Databricks AutoML + SQL = Streaming ML on the Lakehouse!

Avinash Sooriyarachchi
11 min readJun 23, 2022

--

Stack Overflow recently released their 2022 Developer Survey and among Professional Developers, SQL came ahead of Python as the 3rd most widely used programming language. While some would argue SQL’s standing as a ‘proper’ programming language (it is Turing complete, so…), it’s hard to deny the ubiquity and the utility of SQL in the data world.

However, when it comes to AI and machine learning, SQL is still a second class citizen, even compared to R or Javascript. This is unfortunate, as SQL savvy engineers and analysts typically know the data and the domain extremely well, which is crucial to successful machine learning in production.

On the other hand, in-stream model deployment is a largely unexplored deployment mechanism that has a number of business critical applications such as anomaly detection and predictive maintenance.

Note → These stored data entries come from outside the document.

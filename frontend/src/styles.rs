pub const PAGE_CARD: &str = "bg-gray-800 rounded-xl shadow-xl shadow-[0_6px_20px_-6px_rgba(255,255,255,0.04)] p-8 w-full text-center backdrop-blur-lg bg-gray-900/80 border border-gray-700/50";
pub const BUTTON_PRIMARY: &str = "inline-flex items-center justify-center px-4 py-2 rounded-lg font-medium text-white bg-gradient-to-r from-blue-600 to-blue-700 hover:from-blue-700 hover:to-blue-800 shadow-lg disabled:opacity-50 disabled:cursor-not-allowed transition-all duration-300";
pub const BUTTON_DANGER: &str = "inline-flex items-center justify-center rounded-lg bg-red-600 px-4 py-2 font-medium text-white hover:bg-red-700";
pub const BUTTON_RESET: &str = "fixed bottom-4 right-4 px-3 py-1 text-xs rounded border border-gray-600 text-gray-400 hover:text-white hover:border-gray-400";
pub const TEXT_H1: &str = "text-3xl font-bold text-white";
pub const TEXT_H2: &str = "text-2xl font-bold text-white";
pub const TEXT_H3: &str = "text-xl font-bold text-white";
pub const TEXT_BODY: &str = "text-gray-300";
pub const TEXT_SMALL: &str = "text-sm text-gray-400";
pub const TEXT_ERROR: &str = "text-sm text-red-400";
pub const ALERT_SUCCESS: &str = "bg-green-900/50 border border-green-800 rounded-lg p-4 text-green-200";
pub const ALERT_ERROR: &str = "bg-red-900/50 border border-red-800 rounded-lg p-4 text-red-200";
pub const ALERT_WARNING: &str = "p-4 text-sm text-yellow-400 rounded-lg bg-gray-900 border border-yellow-800";
pub const LOADING_SPINNER: &str = "animate-spin h-5 w-5 text-blue-400";
pub const BANNER_MAINTENANCE: &str = "w-full max-w-md mb-4 p-3 text-sm text-center text-yellow-300 rounded-lg bg-yellow-900/40 border border-yellow-700";

// Wheel
pub const BUTTON_SPIN: &str = "w-full px-8 py-4 rounded-full font-bold text-lg text-white bg-gradient-to-r from-yellow-400 to-orange-500 hover:from-yellow-500 hover:to-orange-600 shadow-lg hover:shadow-xl transform hover:-translate-y-0.5 transition-all duration-300";
pub const BUTTON_SPIN_DISABLED: &str = "w-full px-8 py-4 rounded-full font-bold text-lg text-white bg-gradient-to-r from-gray-400 to-gray-500 opacity-75 cursor-not-allowed";
pub const VERDICT_QUIZ: &str = "mb-4 text-xl font-semibold text-violet-300";
pub const VERDICT_PAYMENT: &str = "mb-4 text-xl font-semibold text-orange-300";

// Quiz
pub const OPTION: &str = "w-full text-left px-4 py-3 rounded-lg border border-gray-600 text-white hover:bg-gray-700 disabled:opacity-60 transition-colors duration-200";
pub const OPTION_SELECTED: &str = "w-full text-left px-4 py-3 rounded-lg border-2 border-blue-500 bg-blue-900/40 text-white disabled:opacity-60";
pub const MODAL_OVERLAY: &str = "fixed inset-0 z-50 flex items-center justify-center bg-black/60 px-4";
pub const MODAL_CARD: &str = "w-full max-w-sm rounded-xl bg-gray-900 border border-gray-700 p-6 text-left";

// Payment
pub const AMOUNT: &str = "my-6 text-5xl font-bold text-transparent bg-clip-text bg-gradient-to-r from-yellow-400 to-orange-500";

A means to enable SQL analysts to build streaming machine learning systems would unlock significant value for many organizations across numerous industries. Unfortunately streaming, machine learning and SQL are hardly ever used in the same sentence!

Today, we are going to change that and see how you can use the low-code Machine learning capabilities of Databricks AutoML and Delta Live Tables to perform machine learning inference on streaming data on the Databricks Lakehouse. In other words, we will train and put a machine learning model into production to perform predictions on streaming data without writing a single line of Python!

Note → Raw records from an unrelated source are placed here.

use yew::prelude::*;

use crate::styles;

#[derive(Properties, PartialEq)]
pub struct ResetButtonProps {
    pub onclick: Callback<MouseEvent>,
}

/// Operator control that forgets the persisted fate. Debug builds only.
#[function_component(ResetButton)]
pub fn reset_button(props: &ResetButtonProps) -> Html {
    if !cfg!(debug_assertions) {
        return html! {};
    }
    html! {
        <button class={styles::BUTTON_RESET} onclick={props.onclick.clone()}>
            {"Reset"}
        </button>
    }
}
use frontend::App;
use yew::Renderer;

fn main() {
    wasm_logger::init(wasm_logger::Config::default());

    Renderer::<App>::new().render();
}
use serde::{Deserialize, Serialize};

#[derive(Debug, Serialize, Deserialize, Clone, Copy, PartialEq, Eq, Hash)]
pub enum PollerKind {
    Authorization,
    Payment,
}

/// Identifies one run of a poller. Replies carrying a ticket from an
/// earlier run, or from a stopped poller, are dropped.
#[derive(Debug, Clone, Copy, PartialEq, Eq, Hash)]
pub struct PollTicket {
    pub kind: PollerKind,
    pub generation: u64,
}

/// Logical state of one reconciliation loop.
#[derive(Debug, Clone, PartialEq, Eq)]
pub struct Poller {
    kind: PollerKind,
    generation: u64,
    active: bool,
}

impl Poller {
    pub fn new(kind: PollerKind) -> Self {
        Self {
            kind,
            generation: 0,
            active: false,
        }
    }

    pub fn kind(&self) -> PollerKind {
        self.kind
    }

    pub fn is_active(&self) -> bool {
        self.active
    }

    /// Stops any current run and begins a new one.
    pub fn start(&mut self) -> PollTicket {
        self.generation += 1;
        self.active = true;
        PollTicket {
            kind: self.kind,
            generation: self.generation,
        }
    }

    /// Returns whether a run was actually stopped.
    pub fn stop(&mut self) -> bool {
        std::mem::replace(&mut self.active, false)
    }

    pub fn accepts(&self, ticket: PollTicket) -> bool {
        self.active && ticket.kind == self.kind && ticket.generation == self.generation
    }
}

/// Owns the concrete timer behind a poller. Dropping the handle cancels it,
/// so starting always releases the previous one first.
#[derive(Debug)]
pub struct PollerSlot<H> {
    handle: Option<H>,
}

impl<H> Default for PollerSlot<H> {
    fn default() -> Self {
        Self { handle: None }
    }
}

impl<H> PollerSlot<H> {
    pub fn start(&mut self, handle: H) {
        drop(self.handle.take());
        self.handle = Some(handle);
    }

    pub fn stop(&mut self) {
        drop(self.handle.take());
    }
}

In the diagram below, I’ve broken down the end-to-end process into 5 stages for the sake of clarity. Here, all the transformations you will compose will be in SQL and these will be executed in the Delta Live Tables (DLT) pipeline. If you are unfamiliar with features such as DLT and Databricks AutoML, I will add more color as we describe the steps.

Architecture diagram of the streaming ML inference solution
End to End process for streaming ML inference on Databricks using AutoML and DLT

Let’s take a closer look at the 5 steps.

  1. Load data and train the machine learning model using Databricks AutoML low-code interface.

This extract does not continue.